■ **Your instructions**: Check which lines of the entries that follow hold "OwnedFd", then give the number of those lines and nothing more.

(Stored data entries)
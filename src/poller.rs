//! Thin epoll wrapper. Tokens are opaque `u64`s chosen by the caller.

use std::io;
use std::os::fd::{AsRawFd, FromRawFd, OwnedFd, RawFd};
use std::time::Duration;

#[derive(Debug, Clone, Copy, PartialEq, Eq)]
pub enum Interest {
    Read,
    Write,
}

/// Registration flags beyond the interest itself.
#[derive(Debug, Clone, Copy, PartialEq, Eq, Default)]
pub struct Mode {
    pub edge: bool,
    /// Disarm after one report; the owner must `rearm` explicitly.
    pub oneshot: bool,
}

impl Mode {
    fn bits(self, interest: Interest) -> u32 {
        let mut bits = match interest {
            Interest::Read => libc::EPOLLIN,
            Interest::Write => libc::EPOLLOUT,
        } as u32;
        bits |= libc::EPOLLRDHUP as u32;
        if self.edge {
            bits |= libc::EPOLLET as u32;
        }
        if self.oneshot {
            bits |= libc::EPOLLONESHOT as u32;
        }
        bits
    }
}

#[derive(Debug, Clone, Copy)]
pub struct Event {
    pub token: u64,
    flags: u32,
}

impl Event {
    pub fn is_readable(&self) -> bool {
        self.flags & libc::EPOLLIN as u32 != 0
    }

    pub fn is_writable(&self) -> bool {
        self.flags & libc::EPOLLOUT as u32 != 0
    }

    /// Peer hang-up or socket error.
    pub fn is_hangup(&self) -> bool {
        self.flags & (libc::EPOLLRDHUP | libc::EPOLLHUP | libc::EPOLLERR) as u32 != 0
    }
}

/// Reusable buffer for `Poller::wait`.
pub struct Events {
    buf: Vec<libc::epoll_event>,
    len: usize,
}

impl Events {
    pub fn with_capacity(capacity: usize) -> Self {
        Self {
            buf: vec![libc::epoll_event { events: 0, u64: 0 }; capacity.max(1)],
            len: 0,
        }
    }

    pub fn len(&self) -> usize {
        self.len
    }

    pub fn is_empty(&self) -> bool {
        self.len == 0
    }

    pub fn iter(&self) -> impl Iterator<Item = Event> + '_ {
        self.buf[..self.len].iter().map(|e| Event {
            token: e.u64,
            flags: e.events,
        })
    }
}

pub struct Poller {
    epfd: OwnedFd,
}

impl Poller {
    pub fn new() -> io::Result<Self> {
        let fd = unsafe { libc::epoll_create1(libc::EPOLL_CLOEXEC) };
        if fd < 0 {
            return Err(io::Error::last_os_error());
        }
        Ok(Self {
            epfd: unsafe { OwnedFd::from_raw_fd(fd) },
        })
    }

    pub fn add(&self, fd: RawFd, token: u64, interest: Interest, mode: Mode) -> io::Result<()> {
        self.ctl(libc::EPOLL_CTL_ADD, fd, token, mode.bits(interest))
    }

    /// Re-arm a one-shot registration, possibly with a different interest.
    pub fn rearm(&self, fd: RawFd, token: u64, interest: Interest, mode: Mode) -> io::Result<()> {
        self.ctl(libc::EPOLL_CTL_MOD, fd, token, mode.bits(interest))
    }

    pub fn delete(&self, fd: RawFd) -> io::Result<()> {
        let rc = unsafe {
            libc::epoll_ctl(
                self.epfd.as_raw_fd(),
                libc::EPOLL_CTL_DEL,
                fd,
                std::ptr::null_mut(),
            )
        };
        if rc < 0 {
            return Err(io::Error::last_os_error());
        }
        Ok(())
    }

    fn ctl(&self, op: libc::c_int, fd: RawFd, token: u64, events: u32) -> io::Result<()> {
        let mut event = libc::epoll_event { events, u64: token };
        if unsafe { libc::epoll_ctl(self.epfd.as_raw_fd(), op, fd, &mut event) } < 0 {
            return Err(io::Error::last_os_error());
        }
        Ok(())
    }

    /// Wait for readiness. An interrupting signal yields zero events rather
    /// than an error.
    pub fn wait(&self, events: &mut Events, timeout: Option<Duration>) -> io::Result<usize> {
        let timeout_ms = timeout.map_or(-1, |t| t.as_millis().min(i32::MAX as u128) as i32);
        let n = unsafe {
            libc::epoll_wait(
                self.epfd.as_raw_fd(),
                events.buf.as_mut_ptr(),
                events.buf.len() as i32,
                timeout_ms,
            )
        };
        if n < 0 {
            let err = io::Error::last_os_error();
            events.len = 0;
            if err.kind() == io::ErrorKind::Interrupted {
                return Ok(0);
            }
            return Err(err);
        }
        events.len = n as usize;
        Ok(events.len)
    }
}

#[cfg(test)]
mod tests {
    use super::*;
    use std::io::Write;
    use std::os::unix::net::UnixStream;

    #[test]
    fn oneshot_reports_once_until_rearmed() {
        let poller = Poller::new().unwrap();
        let (mut a, b) = UnixStream::pair().unwrap();
        let mode = Mode {
            edge: false,
            oneshot: true,
        };
        poller.add(b.as_raw_fd(), 7, Interest::Read, mode).unwrap();
        a.write_all(b"x").unwrap();

        let mut events = Events::with_capacity(8);
        let timeout = Some(Duration::from_millis(200));
        assert_eq!(poller.wait(&mut events, timeout).unwrap(), 1);
        let ev = events.iter().next().unwrap();
        assert_eq!(ev.token, 7);
        assert!(ev.is_readable());

        assert_eq!(poller.wait(&mut events, Some(Duration::from_millis(20))).unwrap(), 0);

        poller.rearm(b.as_raw_fd(), 9, Interest::Read, mode).unwrap();
        assert_eq!(poller.wait(&mut events, timeout).unwrap(), 1);
        assert_eq!(events.iter().next().unwrap().token, 9);
    }

    #[test]
    fn hangup_is_reported() {
        let poller = Poller::new().unwrap();
        let (a, b) = UnixStream::pair().unwrap();
        poller
            .add(b.as_raw_fd(), 1, Interest::Read, Mode::default())
            .unwrap();
        drop(a);
        let mut events = Events::with_capacity(4);
        poller
            .wait(&mut events, Some(Duration::from_millis(200)))
            .unwrap();
        assert!(events.iter().any(|e| e.is_hangup()));
        poller.delete(b.as_raw_fd()).unwrap();
    }
}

■ **Response**: 3